==== Input for this task ====

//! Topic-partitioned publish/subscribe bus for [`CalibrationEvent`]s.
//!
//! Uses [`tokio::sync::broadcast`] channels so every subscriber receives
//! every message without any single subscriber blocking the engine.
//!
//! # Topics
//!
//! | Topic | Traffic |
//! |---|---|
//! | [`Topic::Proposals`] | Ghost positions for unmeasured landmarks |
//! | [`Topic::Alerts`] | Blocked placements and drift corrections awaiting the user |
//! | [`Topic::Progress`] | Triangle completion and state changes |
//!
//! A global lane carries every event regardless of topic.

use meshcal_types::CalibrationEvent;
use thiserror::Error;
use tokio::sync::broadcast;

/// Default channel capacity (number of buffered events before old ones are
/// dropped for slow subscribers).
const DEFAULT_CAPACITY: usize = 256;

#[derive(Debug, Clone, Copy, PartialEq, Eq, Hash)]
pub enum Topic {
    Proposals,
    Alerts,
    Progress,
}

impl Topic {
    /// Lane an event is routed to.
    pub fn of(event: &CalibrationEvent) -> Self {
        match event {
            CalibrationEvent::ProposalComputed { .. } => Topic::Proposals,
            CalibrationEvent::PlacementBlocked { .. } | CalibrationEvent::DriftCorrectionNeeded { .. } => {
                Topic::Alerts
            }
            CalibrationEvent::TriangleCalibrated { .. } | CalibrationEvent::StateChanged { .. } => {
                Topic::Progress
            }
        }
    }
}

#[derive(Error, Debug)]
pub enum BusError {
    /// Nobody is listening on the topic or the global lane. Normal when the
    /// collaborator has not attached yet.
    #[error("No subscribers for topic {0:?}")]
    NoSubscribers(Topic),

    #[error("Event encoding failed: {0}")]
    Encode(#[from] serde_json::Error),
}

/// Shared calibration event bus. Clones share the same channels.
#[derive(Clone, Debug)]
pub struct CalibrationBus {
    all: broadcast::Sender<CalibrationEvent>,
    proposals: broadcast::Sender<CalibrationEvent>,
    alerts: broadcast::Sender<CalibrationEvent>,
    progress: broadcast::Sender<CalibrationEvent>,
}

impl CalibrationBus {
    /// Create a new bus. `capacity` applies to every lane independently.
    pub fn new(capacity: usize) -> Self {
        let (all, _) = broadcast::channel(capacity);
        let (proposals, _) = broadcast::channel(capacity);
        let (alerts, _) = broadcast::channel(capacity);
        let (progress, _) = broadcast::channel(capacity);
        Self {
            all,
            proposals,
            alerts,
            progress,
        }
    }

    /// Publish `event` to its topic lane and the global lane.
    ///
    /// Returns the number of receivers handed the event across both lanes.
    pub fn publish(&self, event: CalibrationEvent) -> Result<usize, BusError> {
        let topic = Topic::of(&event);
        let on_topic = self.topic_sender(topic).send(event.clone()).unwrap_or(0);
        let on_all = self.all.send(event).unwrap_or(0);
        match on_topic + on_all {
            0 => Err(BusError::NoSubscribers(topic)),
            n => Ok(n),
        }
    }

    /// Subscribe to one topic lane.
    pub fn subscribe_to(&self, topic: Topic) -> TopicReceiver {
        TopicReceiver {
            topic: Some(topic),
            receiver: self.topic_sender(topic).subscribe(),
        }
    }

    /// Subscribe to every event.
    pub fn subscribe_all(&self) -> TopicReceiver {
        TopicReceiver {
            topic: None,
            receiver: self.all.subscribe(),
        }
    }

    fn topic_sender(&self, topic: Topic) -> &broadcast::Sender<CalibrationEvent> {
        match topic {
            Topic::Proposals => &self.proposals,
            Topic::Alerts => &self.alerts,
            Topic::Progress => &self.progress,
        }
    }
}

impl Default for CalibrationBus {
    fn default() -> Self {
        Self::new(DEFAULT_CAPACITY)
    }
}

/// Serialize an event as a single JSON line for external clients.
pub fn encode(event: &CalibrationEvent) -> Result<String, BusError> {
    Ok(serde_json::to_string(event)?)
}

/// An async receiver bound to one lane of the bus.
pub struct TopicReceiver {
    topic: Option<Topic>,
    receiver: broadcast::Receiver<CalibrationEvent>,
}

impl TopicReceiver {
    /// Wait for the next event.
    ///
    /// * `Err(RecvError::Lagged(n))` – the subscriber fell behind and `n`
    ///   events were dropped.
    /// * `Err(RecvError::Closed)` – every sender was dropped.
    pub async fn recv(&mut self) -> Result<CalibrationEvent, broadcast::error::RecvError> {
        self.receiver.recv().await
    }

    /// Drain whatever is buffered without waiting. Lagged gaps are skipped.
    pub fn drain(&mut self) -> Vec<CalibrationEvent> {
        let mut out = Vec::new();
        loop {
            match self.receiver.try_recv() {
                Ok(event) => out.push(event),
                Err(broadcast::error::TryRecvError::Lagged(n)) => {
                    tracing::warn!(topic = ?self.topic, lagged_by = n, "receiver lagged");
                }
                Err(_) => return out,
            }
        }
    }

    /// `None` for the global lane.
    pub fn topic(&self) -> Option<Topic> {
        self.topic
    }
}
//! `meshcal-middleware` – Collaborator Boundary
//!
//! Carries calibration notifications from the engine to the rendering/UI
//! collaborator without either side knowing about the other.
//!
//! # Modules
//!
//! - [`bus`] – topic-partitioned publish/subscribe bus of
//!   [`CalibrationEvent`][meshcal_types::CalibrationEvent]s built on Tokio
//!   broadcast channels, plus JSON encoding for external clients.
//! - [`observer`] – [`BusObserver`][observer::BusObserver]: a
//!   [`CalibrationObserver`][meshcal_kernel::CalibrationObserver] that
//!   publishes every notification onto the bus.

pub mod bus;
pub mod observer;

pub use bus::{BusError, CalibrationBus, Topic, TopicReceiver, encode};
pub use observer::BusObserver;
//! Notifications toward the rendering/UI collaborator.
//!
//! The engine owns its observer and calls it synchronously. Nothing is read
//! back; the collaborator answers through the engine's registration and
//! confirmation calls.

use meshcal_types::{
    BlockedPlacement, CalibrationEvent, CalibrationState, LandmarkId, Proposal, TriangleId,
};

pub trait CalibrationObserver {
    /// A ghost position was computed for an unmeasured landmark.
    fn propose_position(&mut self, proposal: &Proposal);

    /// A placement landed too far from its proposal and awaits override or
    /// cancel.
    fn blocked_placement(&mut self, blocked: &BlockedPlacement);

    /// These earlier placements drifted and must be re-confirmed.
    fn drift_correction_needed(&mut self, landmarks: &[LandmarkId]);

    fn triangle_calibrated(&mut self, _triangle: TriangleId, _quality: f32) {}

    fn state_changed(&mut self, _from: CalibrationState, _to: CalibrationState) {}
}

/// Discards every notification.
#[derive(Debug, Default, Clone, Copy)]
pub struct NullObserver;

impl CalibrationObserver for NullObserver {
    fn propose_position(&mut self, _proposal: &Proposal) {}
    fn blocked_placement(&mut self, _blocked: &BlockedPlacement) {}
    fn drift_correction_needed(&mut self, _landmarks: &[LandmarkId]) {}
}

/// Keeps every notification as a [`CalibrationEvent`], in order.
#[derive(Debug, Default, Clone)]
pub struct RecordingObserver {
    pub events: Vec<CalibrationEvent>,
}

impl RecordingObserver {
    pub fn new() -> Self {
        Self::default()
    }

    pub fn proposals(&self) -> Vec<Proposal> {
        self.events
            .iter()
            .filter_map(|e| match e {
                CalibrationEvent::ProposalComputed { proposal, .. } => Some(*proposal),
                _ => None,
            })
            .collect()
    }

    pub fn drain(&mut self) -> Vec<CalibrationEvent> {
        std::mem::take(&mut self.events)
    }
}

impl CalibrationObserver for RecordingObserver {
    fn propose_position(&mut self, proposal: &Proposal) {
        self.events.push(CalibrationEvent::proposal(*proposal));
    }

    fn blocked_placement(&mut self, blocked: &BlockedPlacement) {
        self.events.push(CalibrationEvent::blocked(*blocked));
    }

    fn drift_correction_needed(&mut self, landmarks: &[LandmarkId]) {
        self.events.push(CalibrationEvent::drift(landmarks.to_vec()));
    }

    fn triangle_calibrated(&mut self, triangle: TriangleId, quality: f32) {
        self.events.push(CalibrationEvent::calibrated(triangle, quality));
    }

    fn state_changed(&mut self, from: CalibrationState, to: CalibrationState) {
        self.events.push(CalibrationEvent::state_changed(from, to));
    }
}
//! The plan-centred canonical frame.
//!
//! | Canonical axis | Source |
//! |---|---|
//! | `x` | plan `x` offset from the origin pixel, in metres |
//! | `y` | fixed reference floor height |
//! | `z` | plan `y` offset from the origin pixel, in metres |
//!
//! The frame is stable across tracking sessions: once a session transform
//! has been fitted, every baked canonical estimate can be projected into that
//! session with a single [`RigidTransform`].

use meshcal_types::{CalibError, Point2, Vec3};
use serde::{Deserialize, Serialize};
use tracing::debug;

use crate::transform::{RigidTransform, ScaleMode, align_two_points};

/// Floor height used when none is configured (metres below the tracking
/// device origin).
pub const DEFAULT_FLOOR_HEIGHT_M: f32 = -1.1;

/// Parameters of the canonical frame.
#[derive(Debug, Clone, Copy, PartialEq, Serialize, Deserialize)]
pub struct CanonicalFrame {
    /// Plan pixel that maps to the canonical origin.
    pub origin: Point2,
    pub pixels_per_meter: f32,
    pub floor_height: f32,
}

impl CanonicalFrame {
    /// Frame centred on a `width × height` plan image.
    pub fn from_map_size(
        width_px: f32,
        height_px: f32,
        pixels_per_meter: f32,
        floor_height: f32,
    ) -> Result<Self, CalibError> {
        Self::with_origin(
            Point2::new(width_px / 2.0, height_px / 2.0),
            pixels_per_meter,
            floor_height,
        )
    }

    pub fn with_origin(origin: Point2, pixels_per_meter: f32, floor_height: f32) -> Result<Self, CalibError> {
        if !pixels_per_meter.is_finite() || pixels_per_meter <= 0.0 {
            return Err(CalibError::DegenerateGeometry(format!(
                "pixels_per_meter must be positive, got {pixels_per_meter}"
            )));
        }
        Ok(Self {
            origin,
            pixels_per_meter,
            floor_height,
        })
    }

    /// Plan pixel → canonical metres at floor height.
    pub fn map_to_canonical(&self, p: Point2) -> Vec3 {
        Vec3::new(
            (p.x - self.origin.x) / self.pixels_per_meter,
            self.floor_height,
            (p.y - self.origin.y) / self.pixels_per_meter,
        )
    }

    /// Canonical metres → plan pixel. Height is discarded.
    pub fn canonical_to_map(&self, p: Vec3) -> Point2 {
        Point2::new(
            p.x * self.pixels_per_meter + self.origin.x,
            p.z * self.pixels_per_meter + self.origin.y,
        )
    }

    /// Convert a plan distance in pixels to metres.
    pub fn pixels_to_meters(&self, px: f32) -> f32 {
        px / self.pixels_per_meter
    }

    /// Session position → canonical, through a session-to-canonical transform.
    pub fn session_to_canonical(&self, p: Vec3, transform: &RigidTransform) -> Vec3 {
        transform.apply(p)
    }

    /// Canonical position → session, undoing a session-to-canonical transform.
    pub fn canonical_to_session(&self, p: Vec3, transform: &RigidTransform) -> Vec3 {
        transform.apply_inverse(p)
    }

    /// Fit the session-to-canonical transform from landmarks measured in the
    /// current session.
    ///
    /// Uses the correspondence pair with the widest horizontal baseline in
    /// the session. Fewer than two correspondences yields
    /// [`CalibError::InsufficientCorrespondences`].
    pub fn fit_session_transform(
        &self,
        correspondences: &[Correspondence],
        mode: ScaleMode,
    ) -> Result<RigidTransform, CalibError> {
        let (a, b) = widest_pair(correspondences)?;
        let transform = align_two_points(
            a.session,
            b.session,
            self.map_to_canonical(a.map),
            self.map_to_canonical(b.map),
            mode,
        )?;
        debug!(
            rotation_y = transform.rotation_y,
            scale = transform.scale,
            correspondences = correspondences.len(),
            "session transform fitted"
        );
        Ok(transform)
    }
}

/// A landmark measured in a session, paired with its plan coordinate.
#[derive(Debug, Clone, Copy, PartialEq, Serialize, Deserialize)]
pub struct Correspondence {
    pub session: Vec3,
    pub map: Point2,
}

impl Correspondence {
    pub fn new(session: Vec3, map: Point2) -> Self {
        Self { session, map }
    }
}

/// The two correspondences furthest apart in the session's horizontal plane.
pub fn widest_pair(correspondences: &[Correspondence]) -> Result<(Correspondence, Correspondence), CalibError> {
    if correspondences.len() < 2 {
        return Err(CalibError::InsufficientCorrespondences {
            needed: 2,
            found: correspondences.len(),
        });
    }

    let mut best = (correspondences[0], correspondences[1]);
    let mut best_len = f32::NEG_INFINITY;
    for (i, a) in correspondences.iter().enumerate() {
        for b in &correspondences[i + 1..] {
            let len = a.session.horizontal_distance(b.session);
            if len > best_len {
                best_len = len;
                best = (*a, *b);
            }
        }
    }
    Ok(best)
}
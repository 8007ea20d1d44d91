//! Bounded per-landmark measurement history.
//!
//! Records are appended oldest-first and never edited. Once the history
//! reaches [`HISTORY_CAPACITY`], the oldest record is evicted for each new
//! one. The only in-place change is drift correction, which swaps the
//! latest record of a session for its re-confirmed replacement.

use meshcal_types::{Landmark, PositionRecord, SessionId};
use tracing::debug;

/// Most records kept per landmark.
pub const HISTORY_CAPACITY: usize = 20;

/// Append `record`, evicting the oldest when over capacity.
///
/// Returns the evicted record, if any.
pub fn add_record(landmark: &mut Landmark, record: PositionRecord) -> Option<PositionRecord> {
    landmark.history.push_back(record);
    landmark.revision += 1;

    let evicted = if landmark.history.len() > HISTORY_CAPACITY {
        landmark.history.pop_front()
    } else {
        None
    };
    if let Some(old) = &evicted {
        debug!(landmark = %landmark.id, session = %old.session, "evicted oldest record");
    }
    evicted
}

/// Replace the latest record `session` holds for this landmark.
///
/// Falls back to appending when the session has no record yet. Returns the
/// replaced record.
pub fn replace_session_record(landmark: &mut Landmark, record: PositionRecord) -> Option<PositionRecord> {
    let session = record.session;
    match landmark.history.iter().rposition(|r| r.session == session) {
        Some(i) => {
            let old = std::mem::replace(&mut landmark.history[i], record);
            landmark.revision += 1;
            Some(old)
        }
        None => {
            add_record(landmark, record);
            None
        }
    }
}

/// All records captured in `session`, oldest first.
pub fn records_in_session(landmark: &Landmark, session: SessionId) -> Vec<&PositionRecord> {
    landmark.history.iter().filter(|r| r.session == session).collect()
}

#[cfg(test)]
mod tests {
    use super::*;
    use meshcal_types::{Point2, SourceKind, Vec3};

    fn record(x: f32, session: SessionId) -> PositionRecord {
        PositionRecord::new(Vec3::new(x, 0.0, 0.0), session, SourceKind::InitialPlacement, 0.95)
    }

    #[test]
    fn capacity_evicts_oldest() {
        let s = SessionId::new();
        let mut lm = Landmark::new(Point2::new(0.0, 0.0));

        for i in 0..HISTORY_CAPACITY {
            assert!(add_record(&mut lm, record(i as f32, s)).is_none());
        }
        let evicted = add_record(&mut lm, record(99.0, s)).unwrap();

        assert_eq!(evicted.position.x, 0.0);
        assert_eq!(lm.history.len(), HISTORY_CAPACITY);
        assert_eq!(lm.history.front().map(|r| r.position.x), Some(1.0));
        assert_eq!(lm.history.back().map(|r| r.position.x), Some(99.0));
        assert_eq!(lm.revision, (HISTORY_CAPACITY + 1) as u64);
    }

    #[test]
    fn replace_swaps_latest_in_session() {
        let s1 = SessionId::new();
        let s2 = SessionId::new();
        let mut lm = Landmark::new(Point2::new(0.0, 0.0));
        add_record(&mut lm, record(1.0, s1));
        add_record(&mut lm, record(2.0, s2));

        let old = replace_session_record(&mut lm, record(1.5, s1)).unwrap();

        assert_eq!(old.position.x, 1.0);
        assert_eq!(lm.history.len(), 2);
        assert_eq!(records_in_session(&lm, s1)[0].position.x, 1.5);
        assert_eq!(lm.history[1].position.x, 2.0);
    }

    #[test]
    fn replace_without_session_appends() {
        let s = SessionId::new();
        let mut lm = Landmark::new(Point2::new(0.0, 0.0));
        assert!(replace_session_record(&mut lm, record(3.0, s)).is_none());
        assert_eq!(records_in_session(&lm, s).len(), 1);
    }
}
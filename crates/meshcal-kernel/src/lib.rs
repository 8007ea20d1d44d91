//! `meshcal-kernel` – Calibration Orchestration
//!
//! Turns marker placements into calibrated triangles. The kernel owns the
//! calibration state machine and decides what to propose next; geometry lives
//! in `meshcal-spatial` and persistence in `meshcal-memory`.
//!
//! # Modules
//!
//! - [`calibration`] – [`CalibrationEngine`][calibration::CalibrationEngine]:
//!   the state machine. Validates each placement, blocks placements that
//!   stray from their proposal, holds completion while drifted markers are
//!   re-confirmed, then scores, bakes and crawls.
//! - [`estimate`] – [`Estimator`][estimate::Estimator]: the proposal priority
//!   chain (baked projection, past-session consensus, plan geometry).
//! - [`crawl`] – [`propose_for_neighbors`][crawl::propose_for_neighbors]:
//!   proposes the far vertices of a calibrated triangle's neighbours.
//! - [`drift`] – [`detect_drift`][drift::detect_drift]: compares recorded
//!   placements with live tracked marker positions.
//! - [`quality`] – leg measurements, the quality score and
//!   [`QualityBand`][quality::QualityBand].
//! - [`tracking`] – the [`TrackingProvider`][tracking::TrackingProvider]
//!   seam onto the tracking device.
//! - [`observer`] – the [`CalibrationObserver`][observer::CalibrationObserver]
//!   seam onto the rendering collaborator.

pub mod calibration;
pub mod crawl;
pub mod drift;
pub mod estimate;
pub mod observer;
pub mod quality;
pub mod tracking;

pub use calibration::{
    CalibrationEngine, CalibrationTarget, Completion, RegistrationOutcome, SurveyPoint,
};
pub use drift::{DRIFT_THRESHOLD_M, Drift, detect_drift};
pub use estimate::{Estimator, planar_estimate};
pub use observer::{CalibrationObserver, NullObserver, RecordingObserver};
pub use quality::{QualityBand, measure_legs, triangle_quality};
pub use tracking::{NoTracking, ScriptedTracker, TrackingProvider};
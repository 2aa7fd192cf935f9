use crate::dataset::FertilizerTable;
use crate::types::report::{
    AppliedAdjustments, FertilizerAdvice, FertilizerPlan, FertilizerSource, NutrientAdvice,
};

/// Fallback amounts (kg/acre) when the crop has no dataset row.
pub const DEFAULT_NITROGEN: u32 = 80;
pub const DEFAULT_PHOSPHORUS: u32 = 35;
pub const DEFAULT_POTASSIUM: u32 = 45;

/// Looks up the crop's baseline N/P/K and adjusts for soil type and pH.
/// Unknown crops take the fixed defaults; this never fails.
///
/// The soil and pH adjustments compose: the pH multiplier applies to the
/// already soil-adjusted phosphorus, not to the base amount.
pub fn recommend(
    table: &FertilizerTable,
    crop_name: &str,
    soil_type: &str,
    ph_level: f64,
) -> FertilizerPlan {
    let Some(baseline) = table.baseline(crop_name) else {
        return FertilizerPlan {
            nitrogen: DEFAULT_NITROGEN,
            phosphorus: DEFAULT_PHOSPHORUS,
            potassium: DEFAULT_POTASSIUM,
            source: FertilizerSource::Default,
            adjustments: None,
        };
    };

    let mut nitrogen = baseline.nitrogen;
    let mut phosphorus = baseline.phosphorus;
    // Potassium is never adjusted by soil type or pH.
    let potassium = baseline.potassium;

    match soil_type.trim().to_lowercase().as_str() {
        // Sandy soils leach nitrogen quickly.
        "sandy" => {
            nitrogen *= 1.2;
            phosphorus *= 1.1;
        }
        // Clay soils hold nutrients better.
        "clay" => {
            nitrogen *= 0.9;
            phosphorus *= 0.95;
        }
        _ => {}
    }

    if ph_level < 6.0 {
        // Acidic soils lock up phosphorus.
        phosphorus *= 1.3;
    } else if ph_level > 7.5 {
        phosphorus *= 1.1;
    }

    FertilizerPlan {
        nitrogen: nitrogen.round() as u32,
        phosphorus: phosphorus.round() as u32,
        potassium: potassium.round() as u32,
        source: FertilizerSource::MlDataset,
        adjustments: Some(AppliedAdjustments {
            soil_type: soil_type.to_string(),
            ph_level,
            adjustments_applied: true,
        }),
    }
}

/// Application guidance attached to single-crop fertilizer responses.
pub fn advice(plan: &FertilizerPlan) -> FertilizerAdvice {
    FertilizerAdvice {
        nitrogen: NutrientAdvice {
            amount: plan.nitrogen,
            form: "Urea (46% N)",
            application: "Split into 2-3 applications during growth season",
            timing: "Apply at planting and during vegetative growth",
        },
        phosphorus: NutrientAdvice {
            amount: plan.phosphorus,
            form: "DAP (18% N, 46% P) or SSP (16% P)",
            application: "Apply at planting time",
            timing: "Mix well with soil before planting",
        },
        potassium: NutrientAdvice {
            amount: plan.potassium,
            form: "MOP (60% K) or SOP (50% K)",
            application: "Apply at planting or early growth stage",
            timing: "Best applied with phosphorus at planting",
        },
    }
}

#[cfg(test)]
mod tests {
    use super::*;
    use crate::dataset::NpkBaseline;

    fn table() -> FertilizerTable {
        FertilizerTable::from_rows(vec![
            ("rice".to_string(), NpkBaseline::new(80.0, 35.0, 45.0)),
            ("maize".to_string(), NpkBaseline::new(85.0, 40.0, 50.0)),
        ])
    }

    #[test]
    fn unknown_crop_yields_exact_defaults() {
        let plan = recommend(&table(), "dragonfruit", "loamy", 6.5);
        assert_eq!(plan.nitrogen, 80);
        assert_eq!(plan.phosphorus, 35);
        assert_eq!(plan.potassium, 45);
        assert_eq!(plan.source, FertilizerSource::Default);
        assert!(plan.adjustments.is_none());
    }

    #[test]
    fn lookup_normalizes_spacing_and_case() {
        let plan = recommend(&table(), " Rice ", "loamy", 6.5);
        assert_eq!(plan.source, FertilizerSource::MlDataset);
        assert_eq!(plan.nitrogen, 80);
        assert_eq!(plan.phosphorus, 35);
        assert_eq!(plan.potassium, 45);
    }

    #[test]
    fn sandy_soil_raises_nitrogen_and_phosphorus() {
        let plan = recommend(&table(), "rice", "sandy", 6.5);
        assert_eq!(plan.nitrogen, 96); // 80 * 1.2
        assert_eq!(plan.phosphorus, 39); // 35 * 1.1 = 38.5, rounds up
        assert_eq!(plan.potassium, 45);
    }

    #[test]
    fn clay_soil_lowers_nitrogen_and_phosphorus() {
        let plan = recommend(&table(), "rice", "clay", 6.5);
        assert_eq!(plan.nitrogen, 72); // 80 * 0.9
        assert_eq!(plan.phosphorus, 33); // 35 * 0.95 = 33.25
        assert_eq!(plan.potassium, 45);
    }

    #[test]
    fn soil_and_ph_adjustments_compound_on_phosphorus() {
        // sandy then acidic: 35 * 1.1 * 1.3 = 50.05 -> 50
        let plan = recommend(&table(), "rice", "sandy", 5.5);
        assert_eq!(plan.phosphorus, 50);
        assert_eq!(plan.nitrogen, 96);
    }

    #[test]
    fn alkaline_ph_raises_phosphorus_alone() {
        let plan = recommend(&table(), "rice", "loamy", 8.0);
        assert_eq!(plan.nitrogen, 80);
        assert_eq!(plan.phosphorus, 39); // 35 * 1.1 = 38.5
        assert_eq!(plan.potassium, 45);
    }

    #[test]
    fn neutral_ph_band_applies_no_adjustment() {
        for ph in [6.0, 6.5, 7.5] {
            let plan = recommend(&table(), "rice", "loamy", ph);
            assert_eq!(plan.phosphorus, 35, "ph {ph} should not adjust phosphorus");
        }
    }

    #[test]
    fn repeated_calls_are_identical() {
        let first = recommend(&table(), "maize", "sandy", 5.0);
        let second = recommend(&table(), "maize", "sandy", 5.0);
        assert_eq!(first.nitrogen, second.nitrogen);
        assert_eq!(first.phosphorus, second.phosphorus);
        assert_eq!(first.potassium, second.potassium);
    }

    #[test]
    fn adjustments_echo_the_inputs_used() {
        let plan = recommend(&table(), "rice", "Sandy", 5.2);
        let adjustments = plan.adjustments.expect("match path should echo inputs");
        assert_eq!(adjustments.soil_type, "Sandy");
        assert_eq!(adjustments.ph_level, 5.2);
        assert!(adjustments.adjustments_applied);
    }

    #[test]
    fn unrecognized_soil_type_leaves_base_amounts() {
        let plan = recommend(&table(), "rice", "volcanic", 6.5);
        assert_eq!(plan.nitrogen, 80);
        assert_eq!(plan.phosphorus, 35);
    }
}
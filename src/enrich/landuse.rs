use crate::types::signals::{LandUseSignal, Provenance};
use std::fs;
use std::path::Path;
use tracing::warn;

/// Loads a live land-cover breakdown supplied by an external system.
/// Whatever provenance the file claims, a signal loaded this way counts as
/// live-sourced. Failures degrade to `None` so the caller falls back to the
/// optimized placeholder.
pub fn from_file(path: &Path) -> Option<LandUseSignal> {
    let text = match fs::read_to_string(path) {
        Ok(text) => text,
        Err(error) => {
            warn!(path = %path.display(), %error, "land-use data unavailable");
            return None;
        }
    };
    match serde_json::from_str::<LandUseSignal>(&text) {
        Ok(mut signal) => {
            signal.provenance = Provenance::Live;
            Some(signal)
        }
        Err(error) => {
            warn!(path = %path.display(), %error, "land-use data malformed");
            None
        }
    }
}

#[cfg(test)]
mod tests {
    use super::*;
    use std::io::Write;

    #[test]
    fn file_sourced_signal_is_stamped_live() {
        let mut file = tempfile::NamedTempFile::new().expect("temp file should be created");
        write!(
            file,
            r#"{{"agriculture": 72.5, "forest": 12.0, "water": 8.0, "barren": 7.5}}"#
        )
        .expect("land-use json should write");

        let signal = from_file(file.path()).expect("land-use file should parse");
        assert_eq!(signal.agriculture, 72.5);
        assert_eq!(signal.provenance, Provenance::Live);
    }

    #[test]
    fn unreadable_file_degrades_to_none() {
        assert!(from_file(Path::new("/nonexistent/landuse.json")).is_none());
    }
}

====

▶ [What you should do]:
Could you count the lines of the listing above that hold the word "agriculture" and give only the total?

▶ [Your response]:
2